What is expected: Below is a block of entries; repeat exactly the lines starting at the line that contains "let before = sources.len();" and ending at the line that contains "use crate::spatial::patch::Vertex;", both included.

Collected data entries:
*** Begin section ***

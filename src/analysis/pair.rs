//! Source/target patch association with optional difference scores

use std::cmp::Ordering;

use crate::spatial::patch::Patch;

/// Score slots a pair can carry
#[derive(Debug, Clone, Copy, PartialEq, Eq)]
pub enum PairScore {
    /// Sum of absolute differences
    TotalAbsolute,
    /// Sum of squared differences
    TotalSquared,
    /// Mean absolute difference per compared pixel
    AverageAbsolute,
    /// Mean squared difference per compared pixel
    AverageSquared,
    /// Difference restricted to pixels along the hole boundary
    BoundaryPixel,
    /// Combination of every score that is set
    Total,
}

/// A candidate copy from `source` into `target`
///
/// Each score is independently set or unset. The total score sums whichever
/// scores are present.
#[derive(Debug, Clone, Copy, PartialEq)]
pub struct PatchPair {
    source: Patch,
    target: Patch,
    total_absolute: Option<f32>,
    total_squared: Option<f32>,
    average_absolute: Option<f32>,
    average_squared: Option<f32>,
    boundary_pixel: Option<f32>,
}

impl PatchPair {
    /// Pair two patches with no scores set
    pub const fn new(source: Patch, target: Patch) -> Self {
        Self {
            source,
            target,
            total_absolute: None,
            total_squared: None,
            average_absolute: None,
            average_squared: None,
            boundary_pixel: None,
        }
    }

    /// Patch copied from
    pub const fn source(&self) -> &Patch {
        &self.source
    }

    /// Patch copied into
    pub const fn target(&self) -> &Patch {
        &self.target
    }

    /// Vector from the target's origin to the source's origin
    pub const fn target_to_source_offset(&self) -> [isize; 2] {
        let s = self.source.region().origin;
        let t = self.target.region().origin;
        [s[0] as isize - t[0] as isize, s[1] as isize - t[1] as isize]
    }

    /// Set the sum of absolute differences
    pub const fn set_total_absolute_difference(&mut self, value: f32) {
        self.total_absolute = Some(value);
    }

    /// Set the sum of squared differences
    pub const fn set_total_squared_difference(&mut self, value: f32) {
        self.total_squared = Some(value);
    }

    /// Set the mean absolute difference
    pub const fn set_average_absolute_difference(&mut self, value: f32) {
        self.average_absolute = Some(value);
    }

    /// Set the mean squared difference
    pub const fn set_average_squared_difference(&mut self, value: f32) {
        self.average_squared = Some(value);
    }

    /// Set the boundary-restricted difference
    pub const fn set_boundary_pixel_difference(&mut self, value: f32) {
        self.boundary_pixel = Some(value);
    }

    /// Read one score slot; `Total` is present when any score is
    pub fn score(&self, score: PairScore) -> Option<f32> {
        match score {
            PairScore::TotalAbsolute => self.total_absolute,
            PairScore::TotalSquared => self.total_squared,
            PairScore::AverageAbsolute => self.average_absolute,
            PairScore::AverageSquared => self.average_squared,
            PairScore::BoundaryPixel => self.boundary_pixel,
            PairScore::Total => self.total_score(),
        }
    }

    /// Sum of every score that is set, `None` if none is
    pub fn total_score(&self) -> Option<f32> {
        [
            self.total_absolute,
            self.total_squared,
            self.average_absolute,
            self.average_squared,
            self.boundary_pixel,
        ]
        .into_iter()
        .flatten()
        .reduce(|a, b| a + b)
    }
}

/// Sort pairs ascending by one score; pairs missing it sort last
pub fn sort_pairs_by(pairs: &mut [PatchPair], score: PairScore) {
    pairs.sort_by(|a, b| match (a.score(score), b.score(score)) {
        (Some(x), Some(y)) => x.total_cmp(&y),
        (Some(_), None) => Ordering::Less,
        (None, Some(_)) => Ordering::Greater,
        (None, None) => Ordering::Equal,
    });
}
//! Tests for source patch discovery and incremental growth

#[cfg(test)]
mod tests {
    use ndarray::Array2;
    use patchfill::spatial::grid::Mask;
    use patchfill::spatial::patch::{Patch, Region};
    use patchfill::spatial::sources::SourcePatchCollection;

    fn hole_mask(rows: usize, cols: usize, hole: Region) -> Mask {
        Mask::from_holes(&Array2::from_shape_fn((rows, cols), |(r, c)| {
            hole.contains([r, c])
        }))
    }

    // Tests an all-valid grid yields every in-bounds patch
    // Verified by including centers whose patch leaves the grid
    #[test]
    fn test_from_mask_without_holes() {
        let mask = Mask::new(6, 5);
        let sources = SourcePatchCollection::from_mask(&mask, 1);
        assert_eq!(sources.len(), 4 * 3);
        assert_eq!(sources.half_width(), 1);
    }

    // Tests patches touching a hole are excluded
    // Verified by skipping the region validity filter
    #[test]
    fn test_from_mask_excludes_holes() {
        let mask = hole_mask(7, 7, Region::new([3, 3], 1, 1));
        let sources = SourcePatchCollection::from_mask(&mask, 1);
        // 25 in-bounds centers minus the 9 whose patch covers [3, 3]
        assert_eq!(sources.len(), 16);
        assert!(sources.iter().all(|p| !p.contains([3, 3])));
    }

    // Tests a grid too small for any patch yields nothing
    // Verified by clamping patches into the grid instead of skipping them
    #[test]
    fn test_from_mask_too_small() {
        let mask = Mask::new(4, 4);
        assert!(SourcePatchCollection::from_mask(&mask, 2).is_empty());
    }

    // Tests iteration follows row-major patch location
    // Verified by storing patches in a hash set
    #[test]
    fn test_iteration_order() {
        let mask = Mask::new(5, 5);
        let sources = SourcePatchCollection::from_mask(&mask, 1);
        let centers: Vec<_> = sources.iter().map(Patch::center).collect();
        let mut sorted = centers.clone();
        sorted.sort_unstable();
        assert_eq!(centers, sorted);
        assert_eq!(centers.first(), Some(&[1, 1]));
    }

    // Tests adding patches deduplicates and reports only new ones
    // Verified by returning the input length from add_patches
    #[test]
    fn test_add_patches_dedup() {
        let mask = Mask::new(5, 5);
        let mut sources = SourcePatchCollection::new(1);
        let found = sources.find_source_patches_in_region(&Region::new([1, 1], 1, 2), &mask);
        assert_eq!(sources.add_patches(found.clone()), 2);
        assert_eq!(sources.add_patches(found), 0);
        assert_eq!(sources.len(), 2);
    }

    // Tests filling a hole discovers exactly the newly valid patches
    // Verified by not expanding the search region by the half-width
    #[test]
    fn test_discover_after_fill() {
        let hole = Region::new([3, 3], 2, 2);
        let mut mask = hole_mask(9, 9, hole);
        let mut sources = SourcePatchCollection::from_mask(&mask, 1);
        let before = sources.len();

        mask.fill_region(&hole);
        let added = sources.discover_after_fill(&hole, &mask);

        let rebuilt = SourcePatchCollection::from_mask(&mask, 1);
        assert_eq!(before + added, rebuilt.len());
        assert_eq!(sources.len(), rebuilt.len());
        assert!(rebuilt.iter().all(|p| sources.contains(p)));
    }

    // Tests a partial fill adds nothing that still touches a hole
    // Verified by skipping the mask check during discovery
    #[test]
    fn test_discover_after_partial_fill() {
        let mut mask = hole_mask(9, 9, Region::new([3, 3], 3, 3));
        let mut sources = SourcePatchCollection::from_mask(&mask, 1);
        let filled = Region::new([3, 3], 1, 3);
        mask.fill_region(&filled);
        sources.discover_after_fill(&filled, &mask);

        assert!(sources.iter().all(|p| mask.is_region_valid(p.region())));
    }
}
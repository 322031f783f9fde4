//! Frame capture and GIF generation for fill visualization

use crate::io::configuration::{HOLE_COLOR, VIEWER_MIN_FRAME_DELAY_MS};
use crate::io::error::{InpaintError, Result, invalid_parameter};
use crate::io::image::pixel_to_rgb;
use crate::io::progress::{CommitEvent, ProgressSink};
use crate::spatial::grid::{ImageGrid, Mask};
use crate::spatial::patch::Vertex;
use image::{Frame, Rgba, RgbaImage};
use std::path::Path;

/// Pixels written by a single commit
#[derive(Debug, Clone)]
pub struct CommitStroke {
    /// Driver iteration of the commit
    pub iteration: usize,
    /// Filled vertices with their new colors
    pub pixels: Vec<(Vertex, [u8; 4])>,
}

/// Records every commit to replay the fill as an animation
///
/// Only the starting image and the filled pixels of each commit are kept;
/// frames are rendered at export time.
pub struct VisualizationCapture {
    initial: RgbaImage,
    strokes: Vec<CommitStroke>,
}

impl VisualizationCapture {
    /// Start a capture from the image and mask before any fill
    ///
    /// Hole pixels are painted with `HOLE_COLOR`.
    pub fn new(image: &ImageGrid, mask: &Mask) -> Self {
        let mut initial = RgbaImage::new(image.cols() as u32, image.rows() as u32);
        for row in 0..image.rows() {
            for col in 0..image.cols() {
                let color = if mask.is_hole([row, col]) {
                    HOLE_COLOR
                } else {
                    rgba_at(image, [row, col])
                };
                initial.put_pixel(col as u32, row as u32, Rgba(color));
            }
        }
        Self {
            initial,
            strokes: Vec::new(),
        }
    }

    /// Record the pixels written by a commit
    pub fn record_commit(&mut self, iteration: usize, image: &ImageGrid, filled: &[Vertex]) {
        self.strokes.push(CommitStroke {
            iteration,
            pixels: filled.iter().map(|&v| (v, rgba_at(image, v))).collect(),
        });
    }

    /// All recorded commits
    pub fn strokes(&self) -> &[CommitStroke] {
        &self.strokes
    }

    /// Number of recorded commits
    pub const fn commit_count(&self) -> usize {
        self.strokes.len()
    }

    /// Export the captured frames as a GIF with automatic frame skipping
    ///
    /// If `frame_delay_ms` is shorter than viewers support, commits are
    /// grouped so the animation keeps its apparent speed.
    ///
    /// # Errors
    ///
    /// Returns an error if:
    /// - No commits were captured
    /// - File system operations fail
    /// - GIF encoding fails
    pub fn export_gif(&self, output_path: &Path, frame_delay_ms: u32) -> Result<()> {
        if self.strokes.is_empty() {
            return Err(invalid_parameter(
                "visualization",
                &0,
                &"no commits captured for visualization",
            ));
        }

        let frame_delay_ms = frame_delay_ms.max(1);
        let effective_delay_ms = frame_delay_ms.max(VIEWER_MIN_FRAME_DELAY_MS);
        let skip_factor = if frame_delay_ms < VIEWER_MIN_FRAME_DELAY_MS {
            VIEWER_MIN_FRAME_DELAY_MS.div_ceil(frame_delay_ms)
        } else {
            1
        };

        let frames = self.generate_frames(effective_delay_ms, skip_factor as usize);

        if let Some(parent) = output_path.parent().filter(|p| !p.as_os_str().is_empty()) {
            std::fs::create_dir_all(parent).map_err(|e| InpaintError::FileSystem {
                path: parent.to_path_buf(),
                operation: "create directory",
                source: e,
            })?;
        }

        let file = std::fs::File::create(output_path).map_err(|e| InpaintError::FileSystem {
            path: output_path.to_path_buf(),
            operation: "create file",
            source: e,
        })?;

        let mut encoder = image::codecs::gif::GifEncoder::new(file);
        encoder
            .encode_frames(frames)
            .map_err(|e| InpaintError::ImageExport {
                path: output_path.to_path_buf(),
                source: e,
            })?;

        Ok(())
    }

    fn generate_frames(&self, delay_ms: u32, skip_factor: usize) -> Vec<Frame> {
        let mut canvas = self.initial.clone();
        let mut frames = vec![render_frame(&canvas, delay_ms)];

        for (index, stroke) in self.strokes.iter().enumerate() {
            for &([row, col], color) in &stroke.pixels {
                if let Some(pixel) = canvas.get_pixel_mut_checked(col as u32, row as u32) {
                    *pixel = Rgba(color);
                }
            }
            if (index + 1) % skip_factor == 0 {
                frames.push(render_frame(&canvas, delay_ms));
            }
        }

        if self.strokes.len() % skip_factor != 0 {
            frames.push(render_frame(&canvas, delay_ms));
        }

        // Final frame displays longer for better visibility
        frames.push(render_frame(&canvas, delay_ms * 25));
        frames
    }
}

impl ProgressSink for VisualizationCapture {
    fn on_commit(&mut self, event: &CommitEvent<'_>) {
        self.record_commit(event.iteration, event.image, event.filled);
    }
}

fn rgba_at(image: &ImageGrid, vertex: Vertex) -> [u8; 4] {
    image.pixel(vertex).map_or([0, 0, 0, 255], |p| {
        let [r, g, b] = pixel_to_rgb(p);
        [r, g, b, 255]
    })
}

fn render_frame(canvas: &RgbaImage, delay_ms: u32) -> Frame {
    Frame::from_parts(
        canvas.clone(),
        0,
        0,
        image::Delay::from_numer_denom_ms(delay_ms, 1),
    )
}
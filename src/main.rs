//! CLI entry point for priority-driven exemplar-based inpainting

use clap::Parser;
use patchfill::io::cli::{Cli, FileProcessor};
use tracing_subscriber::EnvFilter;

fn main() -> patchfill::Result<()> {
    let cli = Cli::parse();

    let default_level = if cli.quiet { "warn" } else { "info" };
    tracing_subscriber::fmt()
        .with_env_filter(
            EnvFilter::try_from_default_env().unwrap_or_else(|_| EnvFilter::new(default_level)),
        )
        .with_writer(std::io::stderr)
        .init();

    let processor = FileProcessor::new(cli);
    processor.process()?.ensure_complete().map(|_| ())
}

*** End section ***

Reply to the exercise:
        let before = sources.len();

        mask.fill_region(&hole);
        let added = sources.discover_after_fill(&hole, &mask);

        let rebuilt = SourcePatchCollection::from_mask(&mask, 1);
        assert_eq!(before + added, rebuilt.len());
        assert_eq!(sources.len(), rebuilt.len());
        assert!(rebuilt.iter().all(|p| sources.contains(p)));
    }

    // Tests a partial fill adds nothing that still touches a hole
    // Verified by skipping the mask check during discovery
    #[test]
    fn test_discover_after_partial_fill() {
        let mut mask = hole_mask(9, 9, Region::new([3, 3], 3, 3));
        let mut sources = SourcePatchCollection::from_mask(&mask, 1);
        let filled = Region::new([3, 3], 1, 3);
        mask.fill_region(&filled);
        sources.discover_after_fill(&filled, &mask);

        assert!(sources.iter().all(|p| mask.is_region_valid(p.region())));
    }
}
repository 322031f783f9fde4
//! Frame capture and GIF generation for fill visualization

use crate::io::configuration::{HOLE_COLOR, VIEWER_MIN_FRAME_DELAY_MS};
use crate::io::error::{InpaintError, Result, invalid_parameter};
use crate::io::image::pixel_to_rgb;
use crate::io::progress::{CommitEvent, ProgressSink};
use crate::spatial::grid::{ImageGrid, Mask};
use crate::spatial::patch::Vertex;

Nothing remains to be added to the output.